您用 "SQL 2012" 标记了问题,因此应该可以使用此 window 函数。
在下一个 CTE ("sorting") 中,我将之前的结果限制为 运行 总数等于第一个开始日期和最后一个结束日期之间的工作日。这样,只剩下连续的块。然后以两种方式对它们进行编号:
- 具有相同 EndDate 的连续块按 StartDate 升序编号
- 具有相同 StartDate 的连续块按 EndDate 降序编号。
对于每个 EndDate,我想要最早的 StartDate,而对于这个 StartDate,我只想要最新的 EndDate,所以我在两个编号中都筛选为 1。在这里:
WITH
comparison (ID, StartDate, EndDate, TotalDays, SumSingleDays) AS (
SELECT bStart.ID, bStart.StartDate, bEnd.EndDate, Workdays.Total
, SUM(Workdays.Single) OVER (
PARTITION BY bStart.ID, bStart.StartDate
ORDER BY bEnd.StartDate
ROWS UNBOUNDED PRECEDING)
FROM StudentBookings bStart
INNER JOIN StudentBookings bEnd
ON bStart.ID = bEnd.ID AND bStart.StartDate <= bEnd.StartDate
CROSS APPLY (VALUES (
DATEDIFF(day, 0, bStart.StartDate),
DATEDIFF(day, 0, bEnd.StartDate),
1+DATEDIFF(day, 0, bEnd.EndDate))
) d (s1, s2, e2)
CROSS APPLY (VALUES (
(d.e2 - d.s1) - (d.e2/7 - d.s1/7) - ((d.e2+1)/7 - (d.s1+1)/7),
(d.e2 - d.s2) - (d.e2/7 - d.s2/7) - ((d.e2+1)/7 - (d.s2+1)/7))
) Workdays (Total, Single)
),
sorting (ID, StartDate, EndDate, Duration, RowNumStart, RowNumEnd) AS (
SELECT ID, StartDate, EndDate, TotalDays
, ROW_NUMBER() OVER (PARTITION BY ID, EndDate ORDER BY StartDate)

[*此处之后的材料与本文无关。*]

//! In-memory stand-ins for the remote API and the graph store.

#![allow(dead_code)]

use std::collections::{BTreeMap, BTreeSet, HashMap, HashSet};
use std::sync::Mutex;

use async_trait::async_trait;
use serde_json::{json, Value};

use vkmap_core::{EdgeLabel, GroupProfile, NodeKind, NodeRef, UserId, UserProfile};
use vkmap_crawl::{ApiTransport, FetchError, GraphSink, Params};
use vkmap_graph::GraphError;

// ── Scripted API ─────────────────────────────────────────────────

/// A scripted VK API. Unknown numeric ids get a generated profile and no
/// neighbours; unknown handles fail with error 113.
#[derive(Default)]
pub struct FakeVk {
    handles: HashMap<String, i64>,
    users: HashMap<i64, Value>,
    followers: HashMap<i64, Vec<i64>>,
    subscriptions: HashMap<i64, Vec<Value>>,
    restricted: HashSet<i64>,
    timeouts: HashSet<i64>,
    calls: Mutex<Vec<(String, String)>>,
}

impl FakeVk {
    pub fn new() -> Self {
        Self::default()
    }

    pub fn handle(mut self, handle: &str, id: i64) -> Self {
        self.handles.insert(handle.to_string(), id);
        self
    }

    pub fn user(mut self, id: i64, first_name: &str, last_name: &str) -> Self {
        self.users.insert(
            id,
            json!({
                "id": id,
                "first_name": first_name,
                "last_name": last_name,
                "screen_name": format!("id{id}"),
                "sex": 1,
                "city": {"id": 1, "title": "Moscow"},
                "followers_count": self.followers.get(&id).map_or(0, Vec::len),
            }),
        );
        self
    }

    pub fn user_json(mut self, id: i64, value: Value) -> Self {
        self.users.insert(id, value);
        self
    }

    pub fn followers(mut self, id: i64, followers: &[i64]) -> Self {
        self.followers.insert(id, followers.to_vec());
        self
    }

    pub fn group_subscription(mut self, id: i64, group_id: i64, name: &str) -> Self {
        self.subscriptions.entry(id).or_default().push(json!({
            "id": group_id,
            "type": "page",
            "name": name,
            "screen_name": format!("club{group_id}"),
        }));
        self
    }

    pub fn profile_subscription(mut self, id: i64, target: i64, first: &str, last: &str) -> Self {
        self.subscriptions.entry(id).or_default().push(json!({
            "id": target,
            "type": "profile",
            "first_name": first,
            "last_name": last,
            "screen_name": format!("id{target}"),
        }));
        self
    }

    /// Followers and subscriptions of `id` fail with error 30.
    pub fn restrict(mut self, id: i64) -> Self {
        self.restricted.insert(id);
        self
    }

    /// Every call about `id` times out.
    pub fn time_out(mut self, id: i64) -> Self {
        self.timeouts.insert(id);
        self
    }

    /// Number of calls to `method` that targeted `target`.
    pub fn calls_to(&self, method: &str, target: &str) -> usize {
        self.calls
            .lock()
            .unwrap()
            .iter()
            .filter(|(m, t)| m == method && t == target)
            .count()
    }

    /// Targets of every call to `method`, in call order.
    pub fn targets(&self, method: &str) -> Vec<String> {
        self.calls
            .lock()
            .unwrap()
            .iter()
            .filter(|(m, _)| m == method)
            .map(|(_, t)| t.clone())
            .collect()
    }

    fn profile_of(&self, id: i64) -> Value {
        self.users.get(&id).cloned().unwrap_or_else(|| {
            json!({
                "id": id,
                "first_name": "User",
                "last_name": id.to_string(),
                "followers_count": self.followers.get(&id).map_or(0, Vec::len),
            })
        })
    }

    fn guard(&self, id: i64, neighbours: bool) -> Result<(), FetchError> {
        if self.timeouts.contains(&id) {
            return Err(FetchError::Timeout("operation timed out".to_string()));
        }
        if neighbours && self.restricted.contains(&id) {
            return Err(FetchError::Api {
                code: 30,
                message: "This profile is private".to_string(),
            });
        }
        Ok(())
    }
}

fn param<'a>(params: &'a Params, key: &str) -> &'a str {
    params
        .iter()
        .find(|(k, _)| *k == key)
        .map(|(_, v)| v.as_str())
        .unwrap_or_default()
}

#[async_trait]
impl ApiTransport for FakeVk {
    async fn call(&self, method: &str, params: &Params) -> Result<Value, FetchError> {
        let target = match method {
            "users.get" => param(params, "user_ids"),
            _ => param(params, "user_id"),
        };
        self.calls
            .lock()
            .unwrap()
            .push((method.to_string(), target.to_string()));

        let id = match target.parse::<i64>() {
            Ok(id) => id,
            Err(_) => match self.handles.get(target) {
                Some(&id) => id,
                None => {
                    return Err(FetchError::Api {
                        code: 113,
                        message: "Invalid user id".to_string(),
                    })
                }
            },
        };

        match method {
            "users.get" => {
                self.guard(id, false)?;
                Ok(json!([self.profile_of(id)]))
            }
            "users.getFollowers" => {
                self.guard(id, true)?;
                let items = self.followers.get(&id).cloned().unwrap_or_default();
                Ok(json!({"count": items.len(), "items": items}))
            }
            "users.getSubscriptions" => {
                self.guard(id, true)?;
                let items = self.subscriptions.get(&id).cloned().unwrap_or_default();
                Ok(json!({"count": items.len(), "items": items}))
            }
            other => Err(FetchError::Api {
                code: 3,
                message: format!("Unknown method passed: {other}"),
            }),
        }
    }
}

// ── Merge-by-key graph ───────────────────────────────────────────

/// Snapshot of everything written, comparable across runs.
#[derive(Debug, Clone, Default, PartialEq, Eq)]
pub struct GraphState {
    pub users: BTreeMap<i64, UserProfile>,
    pub groups: BTreeMap<i64, GroupProfile>,
    /// (from, target label, to, relationship type)
    pub edges: BTreeSet<(i64, &'static str, i64, &'static str)>,
}

/// A graph sink with the same merge semantics as the Cypher statements.
#[derive(Default)]
pub struct MemoryGraph {
    state: Mutex<GraphState>,
    fail_writes: bool,
}

impl MemoryGraph {
    pub fn new() -> Self {
        Self::default()
    }

    /// A sink whose every write fails.
    pub fn failing() -> Self {
        Self {
            fail_writes: true,
            ..Self::default()
        }
    }

    pub fn snapshot(&self) -> GraphState {
        self.state.lock().unwrap().clone()
    }

    pub fn user(&self, id: i64) -> Option<UserProfile> {
        self.state.lock().unwrap().users.get(&id).cloned()
    }

    pub fn group(&self, id: i64) -> Option<GroupProfile> {
        self.state.lock().unwrap().groups.get(&id).cloned()
    }

    pub fn has_edge(&self, from: i64, to: NodeRef, label: EdgeLabel) -> bool {
        self.state
            .lock()
            .unwrap()
            .edges
            .contains(&(from, to.kind.label(), to.id, label.cypher()))
    }

    /// Edges of `label` leaving `from`.
    pub fn edges_from(&self, from: i64, label: EdgeLabel) -> Vec<i64> {
        self.state
            .lock()
            .unwrap()
            .edges
            .iter()
            .filter(|(f, _, _, l)| *f == from && *l == label.cypher())
            .map(|(_, _, to, _)| *to)
            .collect()
    }

    fn check(&self) -> Result<(), GraphError> {
        if self.fail_writes {
            Err(GraphError::Connection("connection refused".to_string()))
        } else {
            Ok(())
        }
    }
}

fn stub(id: i64) -> UserProfile {
    UserProfile {
        id: UserId(id),
        name: String::new(),
        screen_name: None,
        sex: None,
        home_town: None,
        city: None,
        followers_count: None,
    }
}

#[async_trait]
impl GraphSink for MemoryGraph {
    async fn upsert_user(&self, user: &UserProfile) -> Result<(), GraphError> {
        self.check()?;
        self.state
            .lock()
            .unwrap()
            .users
            .insert(user.id.0, user.clone());
        Ok(())
    }

    async fn upsert_user_summary(
        &self,
        id: UserId,
        name: &str,
        screen_name: Option<&str>,
    ) -> Result<(), GraphError> {
        self.check()?;
        let mut state = self.state.lock().unwrap();
        let user = state.users.entry(id.0).or_insert_with(|| stub(id.0));
        user.name = name.to_string();
        user.screen_name = screen_name.map(str::to_string);
        Ok(())
    }

    async fn upsert_group(&self, group: &GroupProfile) -> Result<(), GraphError> {
        self.check()?;
        self.state
            .lock()
            .unwrap()
            .groups
            .insert(group.id, group.clone());
        Ok(())
    }

    async fn upsert_edge(
        &self,
        from: UserId,
        to: NodeRef,
        label: EdgeLabel,
    ) -> Result<(), GraphError> {
        self.check()?;
        let mut state = self.state.lock().unwrap();
        state.users.entry(from.0).or_insert_with(|| stub(from.0));
        match to.kind {
            NodeKind::User => {
                state.users.entry(to.id).or_insert_with(|| stub(to.id));
            }
            NodeKind::Group => {
                state.groups.entry(to.id).or_insert_with(|| GroupProfile {
                    id: to.id,
                    name: String::new(),
                    screen_name: None,
                });
            }
        }
        state
            .edges
            .insert((from.0, to.kind.label(), to.id, label.cypher()));
        Ok(())
    }
}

, ROW_NUMBER() OVER (PARTITION BY ID, StartDate ORDER BY EndDate DESC)
FROM comparison
WHERE TotalDays = SumSingleDays
)
SELECT ID, StartDate, EndDate, Duration
, CASE WHEN Duration >= 5 THEN 'Resident' ELSE 'Visitor' END AS [Type]
FROM sorting
WHERE (RowNumStart = 1)
AND (RowNumEnd = 1)
ORDER BY ID, StartDate;
结果:
也许有一个更优雅的方法来解决这个问题,使用 Itzik Ben-Gan 的间隔打包解决方案,我会 post 当我想出来的时候。
已添加:
此外,我计算了所有预订块的预订数量,并按学生 (ID) 求和,最终做出 "Resident" 决定。第一个 CTE(比较)的预订仅限于最近 3 个月:
WITH
comparison (ID, StartDate, EndDate, TotalDays, CountBookings, SumSingleDays) AS (
SELECT bStart.ID, bStart.StartDate, bEnd.EndDate, Workdays.Total
, COUNT(Workdays.Single) OVER (
PARTITION BY bStart.ID, bStart.StartDate
ORDER BY bEnd.StartDate
ROWS UNBOUNDED PRECEDING)
, SUM(Workdays.Single) OVER (
PARTITION BY bStart.ID, bStart.StartDate
ORDER BY bEnd.StartDate
ROWS UNBOUNDED PRECEDING)
FROM StudentBookings bStart
INNER JOIN StudentBookings bEnd
ON bStart.ID = bEnd.ID AND bStart.StartDate <= bEnd.StartDate
CROSS APPLY (VALUES (
DATEDIFF(day, 0, bStart.StartDate),
DATEDIFF(day, 0, bEnd.StartDate),
1+DATEDIFF(day, 0, bEnd.EndDate))
) d (s1, s2, e2)
CROSS APPLY (VALUES (
(d.e2 - d.s1) - (d.e2/7 - d.s1/7) - ((d.e2+1)/7 - (d.s1+1)/7),
(d.e2 - d.s2) - (d.e2/7 - d.s2/7) - ((d.e2+1)/7 - (d.s2+1)/7))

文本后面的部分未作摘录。